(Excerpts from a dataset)
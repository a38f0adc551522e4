//! Durable storage for the [`OverrideStore`].
//!
//! A [`DataFile`] is one JSON document named after the plugin inside the
//! host's data directory. Every save replaces the whole document: the new
//! contents are written to a sibling temp file which is then renamed over
//! the target, so a crash mid-write leaves either the old or the new file,
//! never a torn one.
//!
//! Loading is forgiving. A missing or unparseable file yields an empty store
//! and a warning, because losing overrides is preferable to refusing to boot.

use std::fs;
use std::io::ErrorKind;
use std::path::{Path, PathBuf};

use crate::store::OverrideStore;
use crate::StoreError;

/// A named, whole-document JSON file holding an [`OverrideStore`].
#[derive(Debug, Clone, PartialEq, Eq)]
pub struct DataFile {
    path: PathBuf,
}

impl DataFile {
    /// The data file `<dir>/<name>.json`.
    pub fn new(dir: impl AsRef<Path>, name: &str) -> Self {
        Self {
            path: dir.as_ref().join(format!("{name}.json")),
        }
    }

    pub fn path(&self) -> &Path {
        &self.path
    }

    pub fn exists(&self) -> bool {
        self.path.is_file()
    }

    /// Write an empty store if no file exists yet.
    pub fn ensure_exists(&self) -> Result<(), StoreError> {
        if self.exists() {
            return Ok(());
        }
        tracing::info!(path = %self.path.display(), "creating empty data file");
        self.save(&OverrideStore::new())
    }

    /// Read the store, distinguishing "missing" from "broken".
    ///
    /// Returns `Ok(None)` if the file does not exist.
    pub fn try_load(&self) -> Result<Option<OverrideStore>, StoreError> {
        let bytes = match fs::read(&self.path) {
            Ok(bytes) => bytes,
            Err(err) if err.kind() == ErrorKind::NotFound => return Ok(None),
            Err(source) => {
                return Err(StoreError::Io {
                    path: self.path.clone(),
                    source,
                })
            }
        };
        let store = serde_json::from_slice::<OverrideStore>(&bytes).map_err(|source| {
            StoreError::Parse {
                path: self.path.clone(),
                source,
            }
        })?;
        Ok(Some(store))
    }

    /// Read the store; never fails.
    ///
    /// Missing data is an empty store. Unreadable or corrupt data is logged
    /// and also treated as an empty store.
    pub fn load(&self) -> OverrideStore {
        match self.try_load() {
            Ok(Some(store)) => {
                tracing::info!(
                    path = %self.path.display(),
                    overrides = store.len(),
                    "loaded override data"
                );
                store
            }
            Ok(None) => OverrideStore::new(),
            Err(e) => {
                tracing::warn!(error = %e, "override data unreadable, starting with an empty store");
                OverrideStore::new()
            }
        }
    }

    /// Atomically replace the file with `store`.
    pub fn save(&self, store: &OverrideStore) -> Result<(), StoreError> {
        if let Some(parent) = self.path.parent() {
            fs::create_dir_all(parent).map_err(|source| StoreError::Io {
                path: parent.to_path_buf(),
                source,
            })?;
        }
        let bytes = serde_json::to_vec_pretty(store).map_err(StoreError::Serialize)?;
        let temp_path = self.path.with_extension("json.tmp");
        fs::write(&temp_path, bytes).map_err(|source| StoreError::Io {
            path: temp_path.clone(),
            source,
        })?;
        fs::rename(&temp_path, &self.path).map_err(|source| StoreError::Io {
            path: self.path.clone(),
            source,
        })?;
        tracing::trace!(path = %self.path.display(), overrides = store.len(), "saved override data");
        Ok(())
    }
}

// ---------------------------------------------------------------------------
// Tests
// ---------------------------------------------------------------------------
// ---------------------------------------------------------------------------
// Host trait impls
// ---------------------------------------------------------------------------

impl Simulation for SimWorld {
    fn generators(&self) -> Vec<EntityId> {
        self.entities
            .iter()
            .filter(|(_, e)| e.kind.is_generator())
            .map(|(id, _)| *id)
            .collect()
    }

    fn kind(&self, id: EntityId) -> Option<EntityKind> {
        self.entities.get(&id).map(|e| e.kind)
    }

    fn position(&self, id: EntityId) -> Result<Vec3, HostError> {
        Ok(self.get(id)?.position)
    }

    fn owner(&self, id: EntityId) -> Result<OwnerId, HostError> {
        Ok(self.get(id)?.owner)
    }

    fn output(&self, id: EntityId) -> Result<i32, HostError> {
        Ok(self.get(id)?.output)
    }

    fn set_output(&mut self, id: EntityId, level: i32) -> Result<(), HostError> {
        self.get_mut(id)?.output = level;
        Ok(())
    }

    fn propagate_outputs(&mut self, id: EntityId) -> Result<(), HostError> {
        self.get(id)?;
        self.propagations.push(id);
        Ok(())
    }

    fn pickup_enabled(&self, id: EntityId) -> Result<bool, HostError> {
        Ok(self.get(id)?.pickup_enabled)
    }

    fn set_pickup_enabled(&mut self, id: EntityId, enabled: bool) -> Result<(), HostError> {
        self.get_mut(id)?.pickup_enabled = enabled;
        Ok(())
    }

    fn create_entity(&mut self, prefab: &str, position: Vec3) -> Result<EntityId, HostError> {
        if self.failing_prefabs.contains(prefab) {
            return Err(HostError::SpawnFailed {
                prefab: prefab.to_owned(),
                reason: "prefab could not be instantiated".to_owned(),
            });
        }
        Ok(self.spawn_prefab(prefab, position))
    }

    fn strip_destroy_triggers(&mut self, id: EntityId) -> Result<(), HostError> {
        self.get_mut(id)?.destroy_triggers = false;
        Ok(())
    }

    fn set_owner(&mut self, id: EntityId, owner: OwnerId) -> Result<(), HostError> {
        self.get_mut(id)?.owner = owner;
        Ok(())
    }

    fn set_flag(&mut self, id: EntityId, flag: EntityFlag, on: bool) -> Result<(), HostError> {
        let entity = self.get_mut(id)?;
        if on {
            entity.flags.insert(flag);
        } else {
            entity.flags.remove(&flag);
        }
        Ok(())
    }

    fn set_position(&mut self, id: EntityId, position: Vec3) -> Result<(), HostError> {
        self.get_mut(id)?.position = position;
        Ok(())
    }

    fn set_parent(&mut self, child: EntityId, parent: EntityId) -> Result<(), HostError> {
        self.get(parent)?;
        self.get_mut(child)?.parent = Some(parent);
        Ok(())
    }

    fn children(&self, id: EntityId, prefab: &str) -> Vec<EntityId> {
        self.entities
            .iter()
            .filter(|(_, e)| e.parent == Some(id) && e.prefab == prefab)
            .map(|(child, _)| *child)
            .collect()
    }

    fn despawn(&mut self, id: EntityId) -> bool {
        if self.entities.remove(&id).is_none() {
            return false;
        }
        let mut pending = vec![id];
        while let Some(parent) = pending.pop() {
            let orphans: Vec<EntityId> = self
                .entities
                .iter()
                .filter(|(_, e)| e.parent == Some(parent))
                .map(|(child, _)| *child)
                .collect();
            for child in orphans {
                self.entities.remove(&child);
                pending.push(child);
            }
        }
        true
    }

    fn send_network_update(&mut self, id: EntityId) -> Result<(), HostError> {
        self.get(id)?;
        self.network_updates.push(id);
        Ok(())
    }

    fn run_effect(&mut self, prefab: &str, position: Vec3) {
        self.effects.push((prefab.to_owned(), position));
    }
}
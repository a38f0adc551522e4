//! Integration tests for the `/overload` command through the plugin.

use overload_engine::prelude::*;

const ALICE: ActorId = ActorId(7);
const BOB: ActorId = ActorId(8);

// ---------------------------------------------------------------------------
// Harness
// ---------------------------------------------------------------------------

struct Server {
    _dir: tempfile::TempDir,
    world: SimWorld,
    plugin: OverloadPlugin,
    generator: EntityId,
}

impl Server {
    fn start() -> Self {
        let dir = tempfile::tempdir().unwrap();
        let mut world = SimWorld::new();
        for actor in [ALICE, BOB] {
            world.add_player(actor);
            world.give_items(actor, TECH_PARTS, 100);
        }
        world.grant_permission(ALICE, PERM_USE);
        world.grant_permission(ALICE, PERM_CUSTOM);
        world.grant_permission(BOB, PERM_USE);

        let generator = world.spawn_generator(Vec3::default(), OwnerId(1));
        let paths = OverloadPaths::under(dir.path());
        let mut plugin = OverloadPlugin::init(&mut world, &paths).unwrap();
        plugin.on_server_initialized(&mut world);

        Self {
            _dir: dir,
            world,
            plugin,
            generator,
        }
    }

    fn run(&mut self, actor: ActorId, args: &[&str]) -> CommandOutcome {
        self.plugin.handle_command(&mut self.world, actor, args)
    }

    fn output(&self) -> i32 {
        self.world.output(self.generator).unwrap()
    }
}

// ---------------------------------------------------------------------------
// Gating
// ---------------------------------------------------------------------------

#[test]
fn without_use_permission_nothing_happens() {
    let mut s = Server::start();
    let carol = ActorId(9);
    s.world.add_player(carol);
    s.world.give_items(carol, TECH_PARTS, 100);
    s.world.look_at(carol, s.generator, 1.0);

    assert!(matches!(s.run(carol, &[]), CommandOutcome::Denied));
    assert_eq!(s.output(), 100);
    assert!(s.world.messages(carol).is_empty());
}

#[test]
fn needs_a_generator_in_reach() {
    let mut s = Server::start();
    assert!(matches!(s.run(ALICE, &[]), CommandOutcome::NoTarget));

    s.world.look_at(ALICE, s.generator, MAX_TARGET_DISTANCE + 0.5);
    assert!(matches!(s.run(ALICE, &[]), CommandOutcome::NoTarget));

    let crate_box = s.world.spawn_prefab("assets/prefabs/misc/crate.prefab", Vec3::default());
    s.world.look_at(ALICE, crate_box, 1.0);
    assert!(matches!(s.run(ALICE, &[]), CommandOutcome::NoTarget));
    assert_eq!(s.output(), 100);
}

#[test]
fn target_at_exact_reach_is_accepted() {
    let mut s = Server::start();
    s.world.look_at(ALICE, s.generator, MAX_TARGET_DISTANCE);
    assert!(matches!(
        s.run(ALICE, &[]),
        CommandOutcome::Toggled(ToggleOutcome::Applied { level: 200, .. })
    ));
}

// ---------------------------------------------------------------------------
// Arguments
// ---------------------------------------------------------------------------

#[test]
fn custom_level_needs_elevated_permission() {
    let mut s = Server::start();
    s.world.look_at(BOB, s.generator, 1.0);
    s.run(BOB, &["750"]);
    assert_eq!(s.output(), 200);
}

#[test]
fn custom_level_with_elevated_permission() {
    let mut s = Server::start();
    s.world.look_at(ALICE, s.generator, 1.0);
    s.run(ALICE, &["750"]);
    assert_eq!(s.output(), 750);
    assert_eq!(s.plugin.context().store().get(s.generator), Some(750));
}

#[test]
fn non_numeric_argument_uses_standard_level() {
    let mut s = Server::start();
    s.world.look_at(ALICE, s.generator, 1.0);
    s.run(ALICE, &["max"]);
    assert_eq!(s.output(), 200);
}

#[test]
fn extra_arguments_fall_back_to_standard_level() {
    let mut s = Server::start();
    s.world.look_at(ALICE, s.generator, 1.0);
    s.run(ALICE, &["750", "now"]);
    assert_eq!(s.output(), 200);
}

// ---------------------------------------------------------------------------
// Feedback
// ---------------------------------------------------------------------------

#[test]
fn out_of_range_is_reported_in_chat() {
    let mut s = Server::start();
    s.world.look_at(ALICE, s.generator, 1.0);
    let outcome = s.run(ALICE, &["10000"]);
    assert!(matches!(
        outcome,
        CommandOutcome::Rejected(OverrideError::OutOfRange { .. })
    ));
    assert_eq!(
        s.world.messages(ALICE),
        ["<color=orange>[Outside of range 0 - 9999]</color>".to_owned()]
    );
    assert_eq!(s.world.item_count(ALICE, TECH_PARTS), 100);
}

#[test]
fn missing_parts_are_reported_in_chat() {
    let mut s = Server::start();
    let dave = ActorId(10);
    s.world.add_player(dave);
    s.world.give_items(dave, TECH_PARTS, 9);
    s.world.grant_permission(dave, PERM_USE);
    s.world.look_at(dave, s.generator, 1.0);

    s.run(dave, &[]);
    assert_eq!(
        s.world.messages(dave),
        ["<color=orange>[10]</color> techparts required!".to_owned()]
    );
    assert_eq!(s.output(), 100);
}

#[test]
fn second_invocation_reverts_and_refunds() {
    let mut s = Server::start();
    s.world.look_at(BOB, s.generator, 1.0);
    s.run(BOB, &[]);
    assert_eq!(s.world.item_count(BOB, TECH_PARTS), 90);

    let outcome = s.run(BOB, &[]);
    assert!(matches!(
        outcome,
        CommandOutcome::Toggled(ToggleOutcome::Reverted { refunded: 10, .. })
    ));
    assert_eq!(s.output(), 100);
    assert_eq!(s.world.item_count(BOB, TECH_PARTS), 100);
    assert!(s.plugin.context().store().is_empty());
}

#[test]
fn anyone_with_use_permission_can_revert() {
    let mut s = Server::start();
    s.world.look_at(ALICE, s.generator, 1.0);
    s.run(ALICE, &["500"]);

    s.world.look_at(BOB, s.generator, 1.0);
    s.run(BOB, &[]);
    assert_eq!(s.output(), 100);
    // The refund goes to whoever reverts.
    assert_eq!(s.world.item_count(BOB, TECH_PARTS), 110);
}
//! Plugin configuration.
//!
//! [`OverloadConfig`] is read once when the plugin initializes and is
//! read-only afterwards. It lives as pretty JSON next to the other plugin
//! configs. A missing file is created with defaults; a file that does not
//! parse is replaced by defaults (with a warning). Individual missing fields
//! fall back to their defaults. Older files using the long labelled keys
//! (`"Power Level : "` and friends) are still accepted.

use std::fs;
use std::io::ErrorKind;
use std::path::Path;

use serde::{Deserialize, Serialize};

use crate::error::ConfigError;

// ---------------------------------------------------------------------------
// OverloadConfig
// ---------------------------------------------------------------------------

/// Session-wide override parameters.
#[derive(Debug, Clone, PartialEq, Eq, Serialize, Deserialize)]
#[serde(default)]
pub struct OverloadConfig {
    /// Output of an untouched generator. Must mirror the host's default.
    #[serde(alias = "Default Power Level : ")]
    pub default_level: i32,
    /// Level applied when no custom level is requested.
    #[serde(alias = "Power Level : ")]
    pub standard_level: i32,
    /// Highest custom level an elevated actor may request.
    #[serde(alias = "Max Custom Power Level : ")]
    pub max_custom_level: i32,
    /// Items charged per override.
    #[serde(alias = "Upgrade Cost : ")]
    pub cost: u32,
    /// Item short name charged.
    #[serde(alias = "Upgrade Parts : ")]
    pub resource: String,
    /// Give the cost back when an override is reverted.
    #[serde(alias = "Refund Parts : ")]
    pub refund_on_revert: bool,
}

impl Default for OverloadConfig {
    /// Defaults to 100 -> 200 for 10 techparts, custom levels up to 9999,
    /// refunds on.
    fn default() -> Self {
        Self {
            default_level: 100,
            standard_level: 200,
            max_custom_level: 9999,
            cost: 10,
            resource: "techparts".to_owned(),
            refund_on_revert: true,
        }
    }
}

impl OverloadConfig {
    /// Check the values for contradictions.
    pub fn validate(&self) -> Result<(), ConfigError> {
        if self.max_custom_level < 0 {
            return Err(ConfigError::Invalid(format!(
                "max_custom_level must be >= 0, got {}",
                self.max_custom_level
            )));
        }
        if self.standard_level == self.default_level {
            return Err(ConfigError::Invalid(format!(
                "standard_level ({}) must differ from default_level",
                self.standard_level
            )));
        }
        if self.resource.trim().is_empty() {
            return Err(ConfigError::Invalid("resource must not be empty".to_owned()));
        }
        Ok(())
    }

    /// Load the config at `path`, creating or repairing it with defaults.
    ///
    /// # Errors
    ///
    /// Fails on I/O errors other than "not found", and when the loaded values
    /// do not pass [`validate`](Self::validate).
    pub fn load_or_init(path: &Path) -> Result<Self, ConfigError> {
        let config = match fs::read(path) {
            Ok(bytes) => match serde_json::from_slice::<OverloadConfig>(&bytes) {
                Ok(config) => config,
                Err(e) => {
                    tracing::warn!(
                        path = %path.display(),
                        error = %e,
                        "config unreadable, writing defaults"
                    );
                    let config = OverloadConfig::default();
                    config.save(path)?;
                    config
                }
            },
            Err(err) if err.kind() == ErrorKind::NotFound => {
                tracing::info!(path = %path.display(), "no config found, writing defaults");
                let config = OverloadConfig::default();
                config.save(path)?;
                config
            }
            Err(source) => {
                return Err(ConfigError::Io {
                    path: path.to_path_buf(),
                    source,
                })
            }
        };
        config.validate()?;
        Ok(config)
    }

    /// Write the config as pretty JSON.
    pub fn save(&self, path: &Path) -> Result<(), ConfigError> {
        if let Some(parent) = path.parent() {
            fs::create_dir_all(parent).map_err(|source| ConfigError::Io {
                path: parent.to_path_buf(),
                source,
            })?;
        }
        let json = serde_json::to_string_pretty(self).map_err(ConfigError::Serialize)?;
        fs::write(path, json).map_err(|source| ConfigError::Io {
            path: path.to_path_buf(),
            source,
        })
    }
}

// ---------------------------------------------------------------------------
// Tests
// ---------------------------------------------------------------------------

*WORK INSTRUCTION:*
Only lines holding the word "bytes" are wanted, so copy each of them from the records above.

*RESULT OF THE TASK:*
        let bytes = match fs::read(&self.path) {
            Ok(bytes) => bytes,
        let store = serde_json::from_slice::<OverrideStore>(&bytes).map_err(|source| {
        let bytes = serde_json::to_vec_pretty(store).map_err(StoreError::Serialize)?;
        fs::write(&temp_path, bytes).map_err(|source| StoreError::Io {
            Ok(bytes) => match serde_json::from_slice::<OverloadConfig>(&bytes) {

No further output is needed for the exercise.